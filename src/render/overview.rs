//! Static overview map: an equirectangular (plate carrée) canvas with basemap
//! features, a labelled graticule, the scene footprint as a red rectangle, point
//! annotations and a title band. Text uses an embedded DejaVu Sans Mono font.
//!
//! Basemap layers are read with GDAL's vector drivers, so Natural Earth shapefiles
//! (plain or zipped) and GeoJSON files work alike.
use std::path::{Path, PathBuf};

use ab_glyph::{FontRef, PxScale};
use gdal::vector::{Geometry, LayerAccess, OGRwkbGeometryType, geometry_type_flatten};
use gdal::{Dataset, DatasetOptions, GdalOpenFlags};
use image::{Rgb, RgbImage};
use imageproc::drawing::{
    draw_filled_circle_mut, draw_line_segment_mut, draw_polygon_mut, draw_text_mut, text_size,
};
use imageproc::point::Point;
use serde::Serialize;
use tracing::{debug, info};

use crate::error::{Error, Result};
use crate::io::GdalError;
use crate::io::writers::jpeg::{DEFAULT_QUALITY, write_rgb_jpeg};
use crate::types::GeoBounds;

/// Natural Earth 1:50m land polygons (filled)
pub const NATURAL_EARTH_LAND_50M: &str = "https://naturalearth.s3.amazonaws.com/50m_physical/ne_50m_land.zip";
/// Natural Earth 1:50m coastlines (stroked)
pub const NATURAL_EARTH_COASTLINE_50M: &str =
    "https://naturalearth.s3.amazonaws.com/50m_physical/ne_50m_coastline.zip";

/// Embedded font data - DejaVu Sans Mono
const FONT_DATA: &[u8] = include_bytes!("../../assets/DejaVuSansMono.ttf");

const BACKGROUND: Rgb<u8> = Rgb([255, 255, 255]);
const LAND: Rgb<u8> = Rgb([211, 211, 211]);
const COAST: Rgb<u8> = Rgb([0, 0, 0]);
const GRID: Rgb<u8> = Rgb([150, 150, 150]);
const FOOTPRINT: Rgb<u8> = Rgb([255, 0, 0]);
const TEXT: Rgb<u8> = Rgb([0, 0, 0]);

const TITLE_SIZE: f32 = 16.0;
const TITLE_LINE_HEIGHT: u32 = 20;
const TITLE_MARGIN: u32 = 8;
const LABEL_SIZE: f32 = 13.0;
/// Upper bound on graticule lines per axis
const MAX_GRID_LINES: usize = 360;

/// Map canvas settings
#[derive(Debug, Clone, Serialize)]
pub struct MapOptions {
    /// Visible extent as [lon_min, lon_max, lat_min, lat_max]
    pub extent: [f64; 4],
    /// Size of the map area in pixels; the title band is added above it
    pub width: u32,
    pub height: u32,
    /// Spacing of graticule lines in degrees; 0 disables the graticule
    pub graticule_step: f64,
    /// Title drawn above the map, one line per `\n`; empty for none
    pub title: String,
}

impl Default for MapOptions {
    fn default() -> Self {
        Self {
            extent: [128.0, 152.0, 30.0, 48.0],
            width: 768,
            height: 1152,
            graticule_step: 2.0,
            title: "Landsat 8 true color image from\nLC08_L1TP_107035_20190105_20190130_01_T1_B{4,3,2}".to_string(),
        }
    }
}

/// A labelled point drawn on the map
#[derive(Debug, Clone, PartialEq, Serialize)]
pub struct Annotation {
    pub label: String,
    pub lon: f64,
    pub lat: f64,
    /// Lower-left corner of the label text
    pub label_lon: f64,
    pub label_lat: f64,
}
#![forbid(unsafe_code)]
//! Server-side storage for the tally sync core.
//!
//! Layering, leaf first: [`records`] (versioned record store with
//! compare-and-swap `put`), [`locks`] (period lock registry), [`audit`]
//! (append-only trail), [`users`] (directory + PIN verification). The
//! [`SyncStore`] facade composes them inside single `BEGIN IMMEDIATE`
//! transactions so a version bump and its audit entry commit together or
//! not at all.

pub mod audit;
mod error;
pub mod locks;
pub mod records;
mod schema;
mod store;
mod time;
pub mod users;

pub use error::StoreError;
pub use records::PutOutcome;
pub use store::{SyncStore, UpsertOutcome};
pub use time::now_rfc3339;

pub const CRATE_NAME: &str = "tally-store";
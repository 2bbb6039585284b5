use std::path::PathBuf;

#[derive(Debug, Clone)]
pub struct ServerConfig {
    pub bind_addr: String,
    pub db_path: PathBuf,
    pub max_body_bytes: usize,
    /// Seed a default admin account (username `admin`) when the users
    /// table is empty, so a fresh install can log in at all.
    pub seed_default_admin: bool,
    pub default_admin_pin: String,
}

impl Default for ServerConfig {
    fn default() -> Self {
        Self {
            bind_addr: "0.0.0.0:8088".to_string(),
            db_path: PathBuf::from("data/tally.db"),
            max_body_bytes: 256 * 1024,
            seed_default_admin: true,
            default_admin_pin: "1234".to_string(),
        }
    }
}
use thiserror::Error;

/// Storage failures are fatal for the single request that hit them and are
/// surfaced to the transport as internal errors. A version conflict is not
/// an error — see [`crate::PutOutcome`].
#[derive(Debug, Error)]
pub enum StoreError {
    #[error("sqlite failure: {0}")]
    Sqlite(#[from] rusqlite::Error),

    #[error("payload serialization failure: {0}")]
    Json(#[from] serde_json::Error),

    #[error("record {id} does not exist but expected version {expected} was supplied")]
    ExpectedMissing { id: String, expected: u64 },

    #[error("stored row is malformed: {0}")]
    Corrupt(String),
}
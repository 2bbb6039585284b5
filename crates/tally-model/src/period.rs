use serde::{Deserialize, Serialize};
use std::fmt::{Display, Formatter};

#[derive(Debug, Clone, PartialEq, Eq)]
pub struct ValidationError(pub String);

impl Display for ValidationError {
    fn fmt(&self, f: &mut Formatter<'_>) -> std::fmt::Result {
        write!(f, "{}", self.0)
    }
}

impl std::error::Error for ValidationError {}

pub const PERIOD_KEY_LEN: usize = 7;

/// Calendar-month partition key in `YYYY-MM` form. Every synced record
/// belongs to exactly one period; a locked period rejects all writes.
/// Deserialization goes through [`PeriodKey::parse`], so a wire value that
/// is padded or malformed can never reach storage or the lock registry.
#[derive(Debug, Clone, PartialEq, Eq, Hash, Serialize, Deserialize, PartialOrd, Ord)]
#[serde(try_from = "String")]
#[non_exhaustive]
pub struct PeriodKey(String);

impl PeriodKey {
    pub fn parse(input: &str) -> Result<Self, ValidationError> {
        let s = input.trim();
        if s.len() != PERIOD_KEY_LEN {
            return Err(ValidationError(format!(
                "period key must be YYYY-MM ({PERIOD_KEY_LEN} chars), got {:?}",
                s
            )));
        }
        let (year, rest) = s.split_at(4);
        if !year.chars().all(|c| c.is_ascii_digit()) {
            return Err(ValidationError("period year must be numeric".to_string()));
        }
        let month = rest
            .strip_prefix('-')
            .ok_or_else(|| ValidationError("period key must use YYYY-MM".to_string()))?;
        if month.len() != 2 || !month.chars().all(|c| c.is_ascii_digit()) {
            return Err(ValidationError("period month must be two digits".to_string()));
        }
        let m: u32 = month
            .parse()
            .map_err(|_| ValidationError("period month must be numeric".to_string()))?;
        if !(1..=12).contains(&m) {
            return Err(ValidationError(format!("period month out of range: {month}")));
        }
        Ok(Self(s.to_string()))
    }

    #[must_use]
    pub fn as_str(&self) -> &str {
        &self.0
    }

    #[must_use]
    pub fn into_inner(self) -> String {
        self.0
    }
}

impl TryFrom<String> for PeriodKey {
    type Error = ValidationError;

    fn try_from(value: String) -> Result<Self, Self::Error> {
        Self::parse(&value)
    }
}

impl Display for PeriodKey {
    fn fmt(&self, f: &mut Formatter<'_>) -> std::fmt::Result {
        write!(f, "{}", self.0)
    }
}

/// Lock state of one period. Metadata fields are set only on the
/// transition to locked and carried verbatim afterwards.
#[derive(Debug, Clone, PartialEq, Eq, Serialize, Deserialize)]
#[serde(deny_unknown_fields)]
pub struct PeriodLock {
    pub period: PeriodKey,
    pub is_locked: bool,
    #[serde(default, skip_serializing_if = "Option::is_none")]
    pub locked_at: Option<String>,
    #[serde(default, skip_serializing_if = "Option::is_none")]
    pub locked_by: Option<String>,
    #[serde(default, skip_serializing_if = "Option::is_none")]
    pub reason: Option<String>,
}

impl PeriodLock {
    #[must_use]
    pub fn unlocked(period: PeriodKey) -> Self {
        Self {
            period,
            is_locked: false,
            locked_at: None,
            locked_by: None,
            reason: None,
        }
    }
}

...

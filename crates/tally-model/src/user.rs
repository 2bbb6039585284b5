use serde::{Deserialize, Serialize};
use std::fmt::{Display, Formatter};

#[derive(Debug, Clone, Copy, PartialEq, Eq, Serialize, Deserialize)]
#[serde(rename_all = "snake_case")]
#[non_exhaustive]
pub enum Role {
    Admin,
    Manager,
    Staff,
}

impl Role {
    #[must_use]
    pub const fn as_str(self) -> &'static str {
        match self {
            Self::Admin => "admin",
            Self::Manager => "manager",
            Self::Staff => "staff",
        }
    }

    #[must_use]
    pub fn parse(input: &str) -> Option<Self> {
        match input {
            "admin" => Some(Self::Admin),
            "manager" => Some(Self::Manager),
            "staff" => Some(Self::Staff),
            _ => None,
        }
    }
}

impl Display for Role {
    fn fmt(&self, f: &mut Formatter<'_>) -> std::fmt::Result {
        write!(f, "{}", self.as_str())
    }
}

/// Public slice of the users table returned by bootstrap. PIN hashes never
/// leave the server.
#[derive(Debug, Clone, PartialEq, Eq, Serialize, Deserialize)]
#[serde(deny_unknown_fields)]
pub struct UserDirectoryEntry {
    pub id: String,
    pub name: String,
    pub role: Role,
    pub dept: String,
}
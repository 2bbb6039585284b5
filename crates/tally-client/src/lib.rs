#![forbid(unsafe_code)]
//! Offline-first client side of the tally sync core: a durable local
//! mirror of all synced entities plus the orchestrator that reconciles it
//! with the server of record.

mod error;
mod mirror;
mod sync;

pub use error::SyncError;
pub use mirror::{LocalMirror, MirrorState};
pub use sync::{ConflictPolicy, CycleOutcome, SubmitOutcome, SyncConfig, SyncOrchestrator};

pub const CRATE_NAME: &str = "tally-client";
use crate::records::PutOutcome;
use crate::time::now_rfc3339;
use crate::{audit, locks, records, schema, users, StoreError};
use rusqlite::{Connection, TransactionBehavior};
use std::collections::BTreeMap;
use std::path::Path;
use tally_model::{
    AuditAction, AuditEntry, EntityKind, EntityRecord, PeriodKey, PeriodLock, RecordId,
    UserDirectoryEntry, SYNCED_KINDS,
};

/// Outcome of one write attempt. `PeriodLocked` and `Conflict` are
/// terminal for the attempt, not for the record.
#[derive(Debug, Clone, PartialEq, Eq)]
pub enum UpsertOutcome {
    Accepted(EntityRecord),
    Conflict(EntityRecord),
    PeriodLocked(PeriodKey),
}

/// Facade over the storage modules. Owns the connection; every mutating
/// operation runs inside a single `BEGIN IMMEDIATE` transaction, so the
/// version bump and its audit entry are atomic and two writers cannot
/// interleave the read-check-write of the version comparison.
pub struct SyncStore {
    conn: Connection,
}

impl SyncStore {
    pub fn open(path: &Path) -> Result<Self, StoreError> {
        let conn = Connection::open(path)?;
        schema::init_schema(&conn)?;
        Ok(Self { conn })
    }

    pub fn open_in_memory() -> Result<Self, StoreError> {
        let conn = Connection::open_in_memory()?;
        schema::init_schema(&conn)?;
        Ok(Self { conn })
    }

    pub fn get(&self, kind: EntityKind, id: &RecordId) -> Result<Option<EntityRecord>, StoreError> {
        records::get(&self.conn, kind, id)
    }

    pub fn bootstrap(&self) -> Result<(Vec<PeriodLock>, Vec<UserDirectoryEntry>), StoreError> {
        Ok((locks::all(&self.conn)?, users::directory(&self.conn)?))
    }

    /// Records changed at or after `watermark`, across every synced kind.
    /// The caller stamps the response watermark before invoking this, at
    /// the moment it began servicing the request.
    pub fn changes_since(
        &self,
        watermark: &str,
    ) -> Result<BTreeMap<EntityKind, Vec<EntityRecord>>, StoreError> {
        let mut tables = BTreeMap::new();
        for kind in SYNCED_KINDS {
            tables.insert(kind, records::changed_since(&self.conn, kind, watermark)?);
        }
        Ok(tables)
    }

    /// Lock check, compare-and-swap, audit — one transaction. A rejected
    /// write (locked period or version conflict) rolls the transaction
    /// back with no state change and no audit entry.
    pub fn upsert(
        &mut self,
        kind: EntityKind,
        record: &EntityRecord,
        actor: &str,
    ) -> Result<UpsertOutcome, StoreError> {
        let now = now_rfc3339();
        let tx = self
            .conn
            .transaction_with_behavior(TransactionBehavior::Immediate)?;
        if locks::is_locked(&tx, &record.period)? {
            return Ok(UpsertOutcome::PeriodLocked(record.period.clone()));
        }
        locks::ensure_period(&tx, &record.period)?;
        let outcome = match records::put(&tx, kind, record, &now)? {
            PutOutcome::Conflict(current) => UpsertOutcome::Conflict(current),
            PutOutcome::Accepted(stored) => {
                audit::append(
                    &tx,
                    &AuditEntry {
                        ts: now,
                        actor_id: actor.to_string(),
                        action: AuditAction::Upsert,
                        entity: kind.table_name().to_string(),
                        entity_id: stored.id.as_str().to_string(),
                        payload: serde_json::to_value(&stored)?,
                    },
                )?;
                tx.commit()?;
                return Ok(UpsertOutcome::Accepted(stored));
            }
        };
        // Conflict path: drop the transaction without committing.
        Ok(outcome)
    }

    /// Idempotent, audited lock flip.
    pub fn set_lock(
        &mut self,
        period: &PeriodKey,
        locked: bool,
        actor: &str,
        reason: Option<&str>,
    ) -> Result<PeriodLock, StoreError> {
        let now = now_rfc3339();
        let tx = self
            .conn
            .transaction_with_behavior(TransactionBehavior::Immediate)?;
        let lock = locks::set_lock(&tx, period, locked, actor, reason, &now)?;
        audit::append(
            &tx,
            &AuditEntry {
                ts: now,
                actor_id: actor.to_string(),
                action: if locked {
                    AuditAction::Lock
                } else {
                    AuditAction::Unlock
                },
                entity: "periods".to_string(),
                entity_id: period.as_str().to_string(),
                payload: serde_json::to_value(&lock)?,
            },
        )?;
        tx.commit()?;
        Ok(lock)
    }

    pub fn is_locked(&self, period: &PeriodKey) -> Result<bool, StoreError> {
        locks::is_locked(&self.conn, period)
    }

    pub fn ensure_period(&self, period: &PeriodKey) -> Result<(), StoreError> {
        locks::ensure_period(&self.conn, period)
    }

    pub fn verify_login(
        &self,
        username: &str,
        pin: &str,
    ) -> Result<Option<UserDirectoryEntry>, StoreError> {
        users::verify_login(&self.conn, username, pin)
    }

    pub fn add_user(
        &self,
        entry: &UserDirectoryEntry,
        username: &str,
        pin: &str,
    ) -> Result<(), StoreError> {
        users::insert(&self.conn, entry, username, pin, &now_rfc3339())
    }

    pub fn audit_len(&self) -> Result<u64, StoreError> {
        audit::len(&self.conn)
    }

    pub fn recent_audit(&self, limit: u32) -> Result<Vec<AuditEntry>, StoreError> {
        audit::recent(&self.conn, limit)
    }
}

Exercise ▸ Whenever a line above includes the string "client", copy it.

Written answer ▸
filename crates/tally-client/src/lib.rs
//! Offline-first client side of the tally sync core: a durable local
pub const CRATE_NAME: &str = "tally-client";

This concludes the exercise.